A Python script that takes a public Homes.com search URL, retrieves the rendered HTML through the Crawling API, walks several result pages, and extracts a structured record per listing. We will use a single city search as the running example and pull these fields:

  • Title the listing type, like "House for Rent" or "Condo for Rent".
  • Address the street address of the property.
  • Price the asking price or monthly rent shown on the card.
  • Beds the number of bedrooms.
  • Baths the number of bathrooms.
  • Size the square footage, where the listing reports it.
  • Link the absolute URL to the full property page.

Why a plain request fails on Homes.com

If you request a Homes.com search URL with a bare HTTP client, you get a response with status 200 and almost none of the listing data in the body. Two things work against you. First, Homes.com renders much of its content in the browser with JavaScript, so the initial HTML is a thin shell that only fills in after the page's scripts run. Second, the site flags automated traffic quickly: datacenter IPs and request patterns that do not look like a real browser get rate-limited, challenged, or served a captcha before they ever reach the rendered content.
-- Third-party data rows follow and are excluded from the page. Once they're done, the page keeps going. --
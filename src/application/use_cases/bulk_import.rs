// ============================================================
// BULK REQUISITION IMPORT USE CASE
// ============================================================
// Tokenize -> map headers -> validate rows -> assemble preview,
// then gate the commit on a clean report

use std::collections::HashMap;
use std::sync::{Arc, Mutex, MutexGuard};

use chrono::{Duration, Utc};
use once_cell::sync::Lazy;
use regex::Regex;
use sha2::{Digest, Sha256};
use tracing::{debug, info, warn};
use uuid::Uuid;

use super::header_mapper::map_headers;
use super::preview::UploadSummary;
use super::row_validator::validate_rows;
use crate::domain::error::{AppError, Result};
use crate::domain::requisition::{
    ImportConfig, ImportReport, Requisition, SourceFile, UploadSession, ValidationIssue,
};
use crate::infrastructure::csv::{decode_upload, tokenizer_for, RowTokenizer};
use crate::infrastructure::db::RequisitionSink;

static SUPPORTED_EXTENSION: Lazy<Regex> =
    Lazy::new(|| Regex::new(r"(?i)\.(csv|xlsx?)$").unwrap());

const SUPPORTED_MIME_TYPES: [&str; 3] = [
    "text/csv",
    "application/vnd.ms-excel",
    "application/vnd.openxmlformats-officedocument.spreadsheetml.sheet",
];

/// A file as received from the client
#[derive(Debug, Clone)]
pub struct UploadedFile {
    pub name: String,
    pub content_type: Option<String>,
    pub bytes: Vec<u8>,
}

/// Run the whole pipeline over already-decoded text.
/// Never fails: unreadable input becomes a single row-0 issue.
pub fn run_import(text: &str, tokenizer: &dyn RowTokenizer, row_limit: usize) -> ImportReport {
    let tokenized = match tokenizer.tokenize(text) {
        Ok(tokenized) => tokenized,
        Err(err) => {
            debug!(error = %err, "Tokenizer rejected upload text");
            return ImportReport::file_failure(file_issue(&err), row_limit);
        }
    };

    let mapping = map_headers(&tokenized.header);
    let validation = validate_rows(&tokenized.rows, &mapping.field_map, row_limit);

    let mut issues = Vec::with_capacity(validation.issues.len() + 1);
    issues.extend(mapping.issue());
    issues.extend(validation.issues);

    ImportReport {
        records: validation.records,
        issues,
        total_data_rows: tokenized.rows.len(),
        row_limit,
    }
}

fn file_issue(err: &AppError) -> ValidationIssue {
    match err {
        AppError::ParseError(msg) => ValidationIssue::file_read(msg.clone()),
        other => ValidationIssue::file_read(other.to_string()),
    }
}

/// Accept by extension or MIME type; content is not inspected here
pub fn is_supported_file(name: &str, content_type: Option<&str>) -> bool {
    let mime_ok = content_type
        .map(|ct| {
            let essence = ct.split(';').next().unwrap_or("").trim();
            SUPPORTED_MIME_TYPES
                .iter()
                .any(|m| m.eq_ignore_ascii_case(essence))
        })
        .unwrap_or(false);

    mime_ok || SUPPORTED_EXTENSION.is_match(name)
}

pub struct BulkImportUseCase {
    config: ImportConfig,
    tokenizer: Box<dyn RowTokenizer>,
    sink: Arc<dyn RequisitionSink + Send + Sync>,
    sessions: Mutex<HashMap<Uuid, UploadSession>>,
}

impl BulkImportUseCase {
    pub fn new(config: ImportConfig, sink: Arc<dyn RequisitionSink + Send + Sync>) -> Result<Self> {
        let tokenizer = tokenizer_for(&config)?;
        Ok(Self::with_tokenizer(config, tokenizer, sink))
    }

    pub fn with_tokenizer(
        config: ImportConfig,
        tokenizer: Box<dyn RowTokenizer>,
        sink: Arc<dyn RequisitionSink + Send + Sync>,
    ) -> Self {
        Self {
            config,
            tokenizer,
            sink,
            sessions: Mutex::new(HashMap::new()),
        }
    }

    pub fn config(&self) -> &ImportConfig {
        &self.config
    }

    /// Validate text without opening a session
    pub fn validate_text(&self, text: &str) -> ImportReport {
        run_import(text, self.tokenizer.as_ref(), self.config.row_limit)
    }

    /// Check, decode and validate a file, then open a review session for it
    pub fn upload(&self, file: UploadedFile) -> Result<UploadSession> {
        if !is_supported_file(&file.name, file.content_type.as_deref()) {
            return Err(AppError::ValidationError(format!(
                "Unsupported file type for {}: expected .csv, .xls or .xlsx",
                file.name
            )));
        }

        let size_bytes = file.bytes.len() as u64;
        if size_bytes > self.config.max_file_bytes {
            return Err(AppError::ValidationError(format!(
                "{} is {} bytes, limit is {} bytes",
                file.name, size_bytes, self.config.max_file_bytes
            )));
        }

        let report = match decode_upload(&file.bytes) {
            Ok(text) => self.validate_text(&text),
            Err(err) => ImportReport::file_failure(file_issue(&err), self.config.row_limit),
        };

        let source = SourceFile {
            sha256: hex::encode(Sha256::digest(&file.bytes)),
            name: file.name,
            content_type: file.content_type,
            size_bytes,
        };
        let session = UploadSession::new(source, report);

        info!(
            upload_id = %session.id,
            file = %session.source.name,
            rows = session.report.records.len(),
            truncated = session.report.truncated_rows(),
            issues = session.report.issues.len(),
            "Upload validated"
        );

        let mut sessions = self.lock_sessions();
        self.evict_sessions(&mut sessions);
        sessions.insert(session.id, session.clone());
        Ok(session)
    }

    pub fn session(&self, id: Uuid) -> Result<UploadSession> {
        self.lock_sessions()
            .get(&id)
            .cloned()
            .ok_or_else(|| AppError::NotFound(format!("upload {}", id)))
    }

    pub fn summary(&self, session: &UploadSession) -> UploadSummary {
        UploadSummary::new(
            session,
            self.config.display_rows,
            self.config.listed_issues,
        )
    }

    /// Drop a session so a different file can be uploaded
    pub fn discard(&self, id: Uuid) -> Result<()> {
        self.lock_sessions()
            .remove(&id)
            .map(|_| info!(upload_id = %id, "Upload discarded"))
            .ok_or_else(|| AppError::NotFound(format!("upload {}", id)))
    }

    /// Hand every processed row to the sink, only when the upload has no issues
    pub async fn commit(&self, id: Uuid) -> Result<UploadSession> {
        // Taken out of the store while the sink runs so a concurrent commit sees NotFound
        let session = self
            .lock_sessions()
            .remove(&id)
            .ok_or_else(|| AppError::NotFound(format!("upload {}", id)))?;

        if let Err(err) = session.ensure_committable() {
            warn!(upload_id = %id, error = %err, "Commit refused");
            self.lock_sessions().insert(id, session);
            return Err(err);
        }

        let requisitions: Vec<Requisition> =
            session.report.records.iter().map(Requisition::from).collect();

        let inserted = match self.sink.insert_batch(id, &requisitions).await {
            Ok(inserted) => inserted,
            Err(err) => {
                warn!(upload_id = %id, error = %err, "Commit failed");
                self.lock_sessions().insert(id, session);
                return Err(err);
            }
        };

        let committed = session.into_committed(inserted)?;
        info!(upload_id = %id, inserted, "Upload committed");

        self.lock_sessions().insert(id, committed.clone());
        Ok(committed)
    }

    /// Drop sessions past their TTL, then the oldest ones until a new one fits
    fn evict_sessions(&self, sessions: &mut HashMap<Uuid, UploadSession>) {
        let before = sessions.len();
        let cutoff = Utc::now() - Duration::seconds(self.config.session_ttl_secs as i64);
        sessions.retain(|_, session| session.created_at > cutoff);

        while sessions.len() >= self.config.max_sessions {
            let oldest = sessions
                .values()
                .min_by_key(|session| session.created_at)
                .map(|session| session.id);
            match oldest {
                Some(id) => {
                    sessions.remove(&id);
                }
                None => break,
            }
        }

        let evicted = before - sessions.len();
        if evicted > 0 {
            debug!(evicted, remaining = sessions.len(), "Upload sessions evicted");
        }
    }

    // Every write leaves the map consistent, so a panic elsewhere while the
    // lock was held does not invalidate it
    fn lock_sessions(&self) -> MutexGuard<'_, HashMap<Uuid, UploadSession>> {
        self.sessions.lock().unwrap_or_else(|poisoned| {
            warn!("Upload session store lock was poisoned, recovering");
            poisoned.into_inner()
        })
    }
}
So a working Homes.com scraper needs two things in one request: a browser that actually renders the page, and an IP the platform reads as a real visitor. You can assemble that yourself with a headless browser plus a pool of rotating residential proxies, but stitching those together and keeping them healthy is most of the work. The Crawling API folds both into a single call: you send it the URL with a JavaScript token, it renders the page behind a trusted IP, and it returns finished HTML for you to parse. For more on why dynamic sites need this, see how to crawl JavaScript websites.

Why the JS token

Crawlbase offers two token types. The normal token fetches static HTML; the JavaScript (JS) token renders the page in a real browser first. Homes.com fills its listing fields client-side, so you need the JS token here. Using the normal token returns the same empty shell a plain fetch would, and there is nothing useful to parse out of it.

Prerequisites

You need a few things in place before writing any code. None of them take long.

Basic Python. You should be comfortable writing and running a Python script and installing packages with pip. If you are new to the language, the scrape a website with Python walkthrough covers the basics this tutorial assumes.

Python 3.8 or later. Confirm your version with python --version. If you do not have it, install it from python.org or through a distribution like Anaconda.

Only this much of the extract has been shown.